When I was in the third year of Bachelor’s degree, a friend who was a cousin of my neighbours called on the home phone on Valentine’s day and asked me to meet him. We had been living in the house for a couple of years. Several cousins of these neighbours were the same age as me. They lived in another city and would often visit and inform me as soon as they reached, demanding my instant presence. I always obliged.
Since it was an old practice, his demand of my instant presence made perfect sense to me, except it was Valentine’s day, so I declined. He insisted, “I’m here only for a couple of days.” I declined again. It was difficult to talk without raising suspicion anyway. Then, he asked his cousin, my neighbour who is a girl, to call again and insist. With a weary heart, I declined yet again, giving excuse of urgent college work, promising to come the next afternoon.
Let me set the context here.
Valentine’s day (14th Feb) is celebrated in India as the day of lovers. But when I was young, most lovers celebrated it on 15th Feb since 14th Feb was unofficially the Daughter Grounding Day for 90% teenage girls from Indian middle-class. The grounding is almost invisible, heavily veiled by well-meaning parents intending to keep their daughters safe from the wolves roaming on the streets on Valentine’s day with bouquets in one hand and chocolates in the other, ready to jump their ‘innocent’ red-riding hood.
If it isn’t exams, most parents persuade their daughters to take the day off schools and colleges. Some leave direct orders, “The fridge needs cleaning and the nuts need to be cracked. Once done, make some potato chips. If there is still time make potato paapad, rice paapad…yadaa yadaa yadda.” Others cajole girls, offering supervised trips to market, over-the-top lunches, picnics in the fine spring weather or a day off to due to such a cold/hot weather. If nothing else, pre-decided emergencies come in: a visit to doctor, dentist, a really old and forgotten relative….
If going out is imperative, the girl gets a guard of honour to and from the venue, and if possible, inside the venue as well. The guard of honour is often an unenthusiastic brother who would rather be out hunting his own girl rather than be stuck with his sister. If a trip to market is in order, an overenthusiastic mother would accompany the girl, get her to finish her business quickly so that they can go dress shopping and get back home together. If nothing else, the father would take the day off work, suddenly anxious to spend more time with his precious cutie-pie.
Boys are, of course, uninformed of this grounding day and spend the day unsuccessfully waiting outside girls college until the flowers wilt and chocolates are eaten.
Some of my classmates were deluded enough to throw Valentine’s day party with red colour as a dress code. They usually celebrated with only boys for company. I remember about a bunch of girls who were able to hoodwink their parents on Valentine’s day by leaving home in school uniform to meet their lovers in a restaurant. Someone noticed their school uniform, which proved they were underage (In India, schooling ends at around 17-18.), and reported them to Police. The Police caught them and, worse, handed over to their parents. The boys were booked for ‘enticing minor girls’ and, even worse, returned to their parents.

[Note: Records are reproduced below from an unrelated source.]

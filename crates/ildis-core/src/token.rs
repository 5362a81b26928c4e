//! Metadata tokens carried as instruction operands.

use std::fmt;

/// A metadata token: the high byte selects a metadata table, the low 24
/// bits are a 1-based row index into it.
///
/// The disassembler never interprets tokens itself; they are handed to a
/// symbol resolver unchanged.
#[derive(Debug, Clone, Copy, PartialEq, Eq, Hash, PartialOrd, Ord)]
#[cfg_attr(feature = "serde", derive(serde::Serialize, serde::Deserialize))]
pub struct MetadataToken(pub u32);

impl MetadataToken {
    /// TypeRef table.
    pub const TYPE_REF: u8 = 0x01;
    /// MemberRef table.
    pub const MEMBER_REF: u8 = 0x0A;
    /// User string heap (not a real table).
    pub const USER_STRING: u8 = 0x70;

    /// Builds a token from a table id and row index.
    pub const fn new(table: u8, row: u32) -> Self {
        Self(((table as u32) << 24) | (row & 0x00FF_FFFF))
    }

    /// Returns the metadata table id.
    pub const fn table(&self) -> u8 {
        (self.0 >> 24) as u8
    }

    /// Returns the row index within the table.
    pub const fn row(&self) -> u32 {
        self.0 & 0x00FF_FFFF
    }

    /// Returns the raw token value.
    pub const fn value(&self) -> u32 {
        self.0
    }
}

impl From<u32> for MetadataToken {
    fn from(value: u32) -> Self {
        Self(value)
    }
}

impl fmt::Display for MetadataToken {
    fn fmt(&self, f: &mut fmt::Formatter<'_>) -> fmt::Result {
        write!(f, "{:#010x}", self.0)
    }
}

/// Which kind of symbol a token is expected to name.
#[derive(Debug, Clone, Copy, PartialEq, Eq, Hash)]
#[cfg_attr(feature = "serde", derive(serde::Serialize, serde::Deserialize))]
pub enum TokenKind {
    /// A method definition, reference or instantiation.
    Method,
    /// A field definition or reference.
    Field,
    /// A type definition, reference or specification.
    Type,
    /// A user string literal.
    String,
}

impl TokenKind {
    /// Returns the name of this kind.
    pub fn name(&self) -> &'static str {
        match self {
            Self::Method => "method",
            Self::Field => "field",
            Self::Type => "type",
            Self::String => "string",
        }
    }
}

impl fmt::Display for TokenKind {
    fn fmt(&self, f: &mut fmt::Formatter<'_>) -> fmt::Result {
        f.write_str(self.name())
    }
}
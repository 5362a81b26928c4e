//! # ildis-disasm
//!
//! Disassembler for CIL method bodies.
//!
//! The pipeline has three stages:
//! - [`decoder`] turns raw bytes into [`Instruction`] records
//! - [`labels`] collects the offsets targeted by branches
//! - [`render`] prints each instruction, resolving metadata tokens through a
//!   [`SymbolResolver`]
//!
//! [`disassemble()`] runs all three over a byte window.
//!
//! ```
//! use ildis_disasm::{disassemble_to_string, DisassemblerOptions, MetadataMap};
//!
//! let text = disassemble_to_string(
//!     &[0x00, 0x2A],
//!     &MetadataMap::new(),
//!     DisassemblerOptions::DEFAULT,
//! )?;
//! assert_eq!(text, "nop\nret\n");
//! # Ok::<(), ildis_disasm::DisassembleError>(())
//! ```

pub mod decoder;
pub mod disassemble;
pub mod error;
pub mod labels;
pub mod method;
pub mod render;
pub mod resolver;

pub use decoder::{decode, decode_all, Decoder};
pub use disassemble::{disassemble, disassemble_method, disassemble_to_string};
pub use error::{DecodeError, DisassembleError};
pub use labels::{resolve_labels, LabelSet};
pub use method::{MethodBody, MethodImplFlags, OwnedMethod};
pub use render::{render, DisassemblerOptions, ALIGN_COLUMN};
pub use resolver::{MemberRef, MetadataMap, SymbolResolver};

pub use ildis_core::{Instruction, MetadataToken, OpcodeDescriptor, OperandType};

Once, one of my practical exams did fall on 14th Feb. I used to walk to school then. After my own exam ended, I stayed back to help a friend in her Home Science practical. After an hour, I walked out of school and found my father waiting for me since he ‘had some chores in the same direction’. Hence, I always kept clear of Valentine’s day invites. Since I never had a boyfriend until then, I didn’t feel the need to give my parents extra exercise.

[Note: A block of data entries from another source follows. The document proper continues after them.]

//! Metadata token resolution.
//!
//! The disassembler never parses metadata tables. Token operands are handed
//! to a [`SymbolResolver`], which may be backed by live reflection, a
//! metadata reader, or the in-memory [`MetadataMap`].

use std::collections::HashMap;
use std::fmt;

use ildis_core::MetadataToken;

/// A method or field together with the type that declares it.
#[derive(Debug, Clone, PartialEq, Eq, Hash)]
#[cfg_attr(feature = "serde", derive(serde::Serialize, serde::Deserialize))]
pub struct MemberRef {
    /// Full name of the declaring type, e.g. `System.DateTime`.
    pub declaring_type: String,
    /// Member name, e.g. `get_Now`.
    pub name: String,
}

impl MemberRef {
    pub fn new(declaring_type: impl Into<String>, name: impl Into<String>) -> Self {
        Self {
            declaring_type: declaring_type.into(),
            name: name.into(),
        }
    }
}

impl fmt::Display for MemberRef {
    fn fmt(&self, f: &mut fmt::Formatter<'_>) -> fmt::Result {
        write!(f, "{}.{}", self.declaring_type, self.name)
    }
}

/// Resolves metadata tokens to display names.
///
/// Each method returns `None` when the token does not name a symbol of the
/// requested kind.
pub trait SymbolResolver {
    /// Resolve a MethodDef, MemberRef or MethodSpec token.
    fn resolve_method(&self, token: MetadataToken) -> Option<MemberRef>;

    /// Resolve a Field or MemberRef token.
    fn resolve_field(&self, token: MetadataToken) -> Option<MemberRef>;

    /// Resolve a TypeDef, TypeRef or TypeSpec token to the type's full name.
    fn resolve_type(&self, token: MetadataToken) -> Option<String>;

    /// Resolve a user string token to its contents.
    fn resolve_string(&self, token: MetadataToken) -> Option<String>;
}

impl<R: SymbolResolver + ?Sized> SymbolResolver for &R {
    fn resolve_method(&self, token: MetadataToken) -> Option<MemberRef> {
        (**self).resolve_method(token)
    }

    fn resolve_field(&self, token: MetadataToken) -> Option<MemberRef> {
        (**self).resolve_field(token)
    }

    fn resolve_type(&self, token: MetadataToken) -> Option<String> {
        (**self).resolve_type(token)
    }

    fn resolve_string(&self, token: MetadataToken) -> Option<String> {
        (**self).resolve_string(token)
    }
}

/// In-memory symbol table keyed by token.
#[derive(Debug, Clone, Default)]
pub struct MetadataMap {
    methods: HashMap<MetadataToken, MemberRef>,
    fields: HashMap<MetadataToken, MemberRef>,
    types: HashMap<MetadataToken, String>,
    strings: HashMap<MetadataToken, String>,
}

impl MetadataMap {
    /// Creates an empty map.
    pub fn new() -> Self {
        Self::default()
    }

    /// Adds a method.
    pub fn with_method(
        mut self,
        token: impl Into<MetadataToken>,
        declaring_type: impl Into<String>,
        name: impl Into<String>,
    ) -> Self {
        self.methods
            .insert(token.into(), MemberRef::new(declaring_type, name));
        self
    }

    /// Adds a field.
    pub fn with_field(
        mut self,
        token: impl Into<MetadataToken>,
        declaring_type: impl Into<String>,
        name: impl Into<String>,
    ) -> Self {
        self.fields
            .insert(token.into(), MemberRef::new(declaring_type, name));
        self
    }

    /// Adds a type.
    pub fn with_type(
        mut self,
        token: impl Into<MetadataToken>,
        full_name: impl Into<String>,
    ) -> Self {
        self.types.insert(token.into(), full_name.into());
        self
    }

    /// Adds a user string.
    pub fn with_string(
        mut self,
        token: impl Into<MetadataToken>,
        value: impl Into<String>,
    ) -> Self {
        self.strings.insert(token.into(), value.into());
        self
    }

    /// Returns the total number of entries.
    pub fn len(&self) -> usize {
        self.methods.len() + self.fields.len() + self.types.len() + self.strings.len()
    }

    /// Returns true if no symbols are registered.
    pub fn is_empty(&self) -> bool {
        self.len() == 0
    }
}

impl SymbolResolver for MetadataMap {
    fn resolve_method(&self, token: MetadataToken) -> Option<MemberRef> {
        self.methods.get(&token).cloned()
    }

    fn resolve_field(&self, token: MetadataToken) -> Option<MemberRef> {
        self.fields.get(&token).cloned()
    }

    fn resolve_type(&self, token: MetadataToken) -> Option<String> {
        self.types.get(&token).cloned()
    }

    fn resolve_string(&self, token: MetadataToken) -> Option<String> {
        self.strings.get(&token).cloned()
    }
}

#[cfg(test)]
mod tests {
    use super::*;

    #[test]
    fn test_metadata_map_lookup() {
        let map = MetadataMap::new()
            .with_method(0x0A00_0001u32, "System.DateTime", "get_Now")
            .with_field(0x0400_0001u32, "Program", "counter")
            .with_type(0x0100_0002u32, "System.DateTime")
            .with_string(0x7000_0001u32, "hello");

        assert_eq!(map.len(), 4);
        assert_eq!(
            map.resolve_method(MetadataToken(0x0A00_0001)),
            Some(MemberRef::new("System.DateTime", "get_Now"))
        );
        assert_eq!(
            map.resolve_field(MetadataToken(0x0400_0001)).unwrap().to_string(),
            "Program.counter"
        );
        assert_eq!(
            map.resolve_type(MetadataToken(0x0100_0002)).as_deref(),
            Some("System.DateTime")
        );
        assert_eq!(
            map.resolve_string(MetadataToken(0x7000_0001)).as_deref(),
            Some("hello")
        );
    }

    #[test]
    fn test_kinds_are_separate() {
        let map = MetadataMap::new().with_type(0x0100_0002u32, "System.DateTime");
        assert!(map.resolve_method(MetadataToken(0x0100_0002)).is_none());
        assert!(map.resolve_string(MetadataToken(0x0100_0002)).is_none());
    }

    #[test]
    fn test_empty_map() {
        let map = MetadataMap::new();
        assert!(map.is_empty());
        assert!(map.resolve_type(MetadataToken(1)).is_none());
    }
}
//! # ildis-core
//!
//! Core abstractions for the ildis CIL disassembler. This crate defines the
//! opcode catalog for the ECMA-335 instruction set, the decoded instruction
//! record, and metadata tokens.

pub mod error;
pub mod instruction;
pub mod opcode;
pub mod token;

pub use error::Error;
pub use instruction::Instruction;
pub use opcode::{OpcodeDescriptor, OperandType};
pub use token::{MetadataToken, TokenKind};
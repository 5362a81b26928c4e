#![no_main]

use libfuzzer_sys::fuzz_target;
use ildis_disasm::{decode, resolve_labels};

fuzz_target!(|data: &[u8]| {
    let Ok(decoder) = decode(data, 0, data.len()) else {
        return;
    };

    let mut instructions = Vec::new();
    for result in decoder {
        match result {
            Ok(instruction) => instructions.push(instruction),
            Err(_) => return,
        }
    }

    let mut expected = 0u32;
    for instruction in &instructions {
        assert_eq!(instruction.offset, expected);
        // CIL opcodes are 1 or 2 bytes, operands at most 8
        let size = instruction.byte_size();
        assert!(size >= 1 && size <= 10);
        expected += size;
    }

    let labels = resolve_labels(&instructions);
    assert!(labels.len() <= instructions.len());
});
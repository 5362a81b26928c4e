//! Error types for ildis-core.

use thiserror::Error;

/// Core error type.
#[derive(Error, Debug, Clone, PartialEq, Eq)]
pub enum Error {
    /// No opcode carries the given mnemonic.
    #[error("no opcode named {0:?}")]
    UnknownMnemonic(String),
}
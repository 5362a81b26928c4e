//! Branch target label resolution.

use std::collections::BTreeSet;

use ildis_core::Instruction;

/// Offsets that get an `IL_xxxx:` line before the instruction there.
pub type LabelSet = BTreeSet<u32>;

/// Collects the absolute target of every branch instruction.
///
/// Targets may lie before or after the branch, or just past the final
/// instruction, so this has to run over the complete sequence before any
/// rendering happens.
pub fn resolve_labels(instructions: &[Instruction]) -> LabelSet {
    let labels: LabelSet = instructions
        .iter()
        .filter_map(Instruction::branch_target)
        .collect();
    log::debug!(
        "{} branch targets across {} instructions",
        labels.len(),
        instructions.len()
    );
    labels
}
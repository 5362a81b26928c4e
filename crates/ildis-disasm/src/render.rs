//! Mnemonic text rendering.
//!
//! Output is byte-exact and matches conventional CIL disassembly:
//!
//! ```text
//! IL_001f:
//! ldc.i4.2
//! call         System.Threading.Thread.Sleep
//! blt.s        IL_001f
//! ```
//!
//! Lines end with `\n` only. Offsets and opcode bytes use lowercase hex,
//! escaped control characters in string literals use uppercase hex.

use std::fmt::{self, Write};
use std::ops::{BitOr, BitOrAssign};

use ildis_core::{Instruction, MetadataToken, OperandType, TokenKind};

use crate::labels::LabelSet;
use crate::resolver::SymbolResolver;
use crate::DisassembleError;

/// Column operands are aligned to with [`DisassemblerOptions::ALIGN_OPERAND`].
pub const ALIGN_COLUMN: usize = 13;

/// Rendering flags. Flags combine with `|`.
#[derive(Debug, Clone, Copy, PartialEq, Eq, Hash)]
#[cfg_attr(feature = "serde", derive(serde::Serialize, serde::Deserialize))]
pub struct DisassemblerOptions(u32);

impl DisassemblerOptions {
    /// Plain output.
    pub const NONE: Self = Self(0);
    /// Prefix every instruction with `ADDR_xxxx:  `.
    pub const ADDRESS_LABEL: Self = Self(1 << 0);
    /// Append a `// 0x..` comment with the opcode and operand bytes.
    pub const BYTES_COMMENT: Self = Self(1 << 1);
    /// Pad mnemonics so operands start at [`ALIGN_COLUMN`].
    pub const ALIGN_OPERAND: Self = Self(1 << 2);
    /// Address labels with aligned operands.
    pub const RESHARPER_LIKE: Self = Self(Self::ADDRESS_LABEL.0 | Self::ALIGN_OPERAND.0);
    /// Aligned operands only.
    pub const DEFAULT: Self = Self::ALIGN_OPERAND;
    /// Every flag.
    pub const ALL: Self = Self(i32::MAX as u32);

    /// Builds options from raw bits.
    pub const fn from_bits(bits: u32) -> Self {
        Self(bits)
    }

    /// Returns the raw bits.
    pub const fn bits(&self) -> u32 {
        self.0
    }

    /// Returns true if every flag in `other` is set.
    pub const fn contains(&self, other: Self) -> bool {
        self.0 & other.0 == other.0
    }
}

impl Default for DisassemblerOptions {
    fn default() -> Self {
        Self::DEFAULT
    }
}

impl BitOr for DisassemblerOptions {
    type Output = Self;

    fn bitor(self, rhs: Self) -> Self {
        Self(self.0 | rhs.0)
    }
}

impl BitOrAssign for DisassemblerOptions {
    fn bitor_assign(&mut self, rhs: Self) {
        self.0 |= rhs.0;
    }
}

/// Writes `IL_xxxx` (no colon) for an offset.
pub fn write_label<W: Write + ?Sized>(out: &mut W, offset: u32) -> fmt::Result {
    write!(out, "IL_{offset:04x}")
}

/// Writes `value` as a double-quoted literal.
///
/// `\n \r \t \\ \"` get their usual escapes, other characters below 0x20
/// become `\xHH`.
pub fn write_string_literal<W: Write + ?Sized>(out: &mut W, value: &str) -> fmt::Result {
    out.write_char('"')?;
    for c in value.chars() {
        match c {
            '\n' => out.write_str("\\n")?,
            '\r' => out.write_str("\\r")?,
            '\t' => out.write_str("\\t")?,
            '\\' => out.write_str("\\\\")?,
            '"' => out.write_str("\\\"")?,
            c if (c as u32) < 0x20 => write!(out, "\\x{:02X}", c as u32)?,
            c => out.write_char(c)?,
        }
    }
    out.write_char('"')
}

/// Renders one instruction, preceded by a label line when its offset is in
/// `labels`, and terminated by `\n`.
pub fn render<W, R>(
    instruction: &Instruction,
    labels: &LabelSet,
    resolver: &R,
    options: DisassemblerOptions,
    out: &mut W,
) -> Result<(), DisassembleError>
where
    W: Write + ?Sized,
    R: SymbolResolver + ?Sized,
{
    if labels.contains(&instruction.offset) {
        write_label(out, instruction.offset)?;
        out.write_str(":\n")?;
    }

    if options.contains(DisassemblerOptions::ADDRESS_LABEL) {
        write!(out, "ADDR_{:04x}:  ", instruction.offset)?;
    }

    let name = instruction.mnemonic();
    out.write_str(name)?;

    if instruction.operand_size > 0 {
        let padding = if options.contains(DisassemblerOptions::ALIGN_OPERAND) {
            ALIGN_COLUMN.saturating_sub(name.len()).max(1)
        } else {
            1
        };
        write!(out, "{:padding$}", "")?;
        write_operand(instruction, resolver, out)?;
    }

    if options.contains(DisassemblerOptions::BYTES_COMMENT) {
        write_bytes_comment(instruction, out)?;
    }

    out.write_char('\n')?;
    Ok(())
}

fn write_operand<W, R>(
    instruction: &Instruction,
    resolver: &R,
    out: &mut W,
) -> Result<(), DisassembleError>
where
    W: Write + ?Sized,
    R: SymbolResolver + ?Sized,
{
    let token = MetadataToken(instruction.operand as u32);

    match instruction.operand_type() {
        OperandType::InlineMethod => {
            let method = resolver
                .resolve_method(token)
                .ok_or_else(|| DisassembleError::unresolved(TokenKind::Method, token))?;
            write!(out, "{}.{}", method.declaring_type, method.name)?;
        }
        OperandType::InlineField => {
            let field = resolver
                .resolve_field(token)
                .ok_or_else(|| DisassembleError::unresolved(TokenKind::Field, token))?;
            write!(out, "{}.{}", field.declaring_type, field.name)?;
        }
        OperandType::InlineString => {
            let value = resolver
                .resolve_string(token)
                .ok_or_else(|| DisassembleError::unresolved(TokenKind::String, token))?;
            write_string_literal(out, &value)?;
        }
        OperandType::InlineTok | OperandType::InlineType => {
            let full_name = resolver
                .resolve_type(token)
                .ok_or_else(|| DisassembleError::unresolved(TokenKind::Type, token))?;
            out.write_str(&full_name)?;
        }
        OperandType::InlineBrTarget | OperandType::ShortInlineBrTarget => {
            if let Some(target) = instruction.branch_target() {
                write_label(out, target)?;
            }
        }
        _ => write!(out, "{}", instruction.operand)?,
    }

    Ok(())
}

fn write_bytes_comment<W: Write + ?Sized>(instruction: &Instruction, out: &mut W) -> fmt::Result {
    let value = instruction.opcode.value;
    if instruction.opcode.is_two_byte() {
        write!(out, "\t// 0x{value:04x}")?;
    } else {
        write!(out, "\t// 0x{value:02x}")?;
    }

    if instruction.operand_size > 0 {
        let width = instruction.operand_size as usize * 2;
        write!(out, " 0x{:0width$x}", instruction.operand)?;
    }
    Ok(())
}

Honestly, it was difficult even to answer the home phone (mobile phones were a rarity then) on that day without prying ears. One of my friends had birthday on 14th Feb. I never attended his birthday party. Whenever I mentioned calling him to wish him, my parents would agree but they looked rather incredulous, as if no child would ever think of being born on such a day, and I had a suspicion, or may be I was being paranoid, that I was being eavesdropped.
In the wake of these past experiences, when this neighbours’ cousin asked me to come over on Valentine’s day, I declined with the excuse of college work. I didn’t want to embarrass this really nice and genuine friend by bringing my father along who would invariably tag along on the pretext of going on a walk or visiting his family.
The next afternoon, when I went to meet him, he was rather upset at the supposed insult and I had my work cut out for me trying to make him talk to me, since I didn’t want to divulge the real reason. Why not tell him? Because there are some secrets that are better kept hidden from boys until they become fathers of young daughters themselves. And who knows, if nobody tells them, they might never figure it out and their daughters might be able to celebrate Valentine’s day on the actual day for once.
Well, one can hope…
I remember giving girls Valentine’s Day cards at school. Well, not giving them as such, rather leaving them where they would be found. They were anonymous of course, so rather pointless. One girl opened my card and looked around the class. I blushed, and she smiled. But nothing ever came of it.
Best wishes, Pete.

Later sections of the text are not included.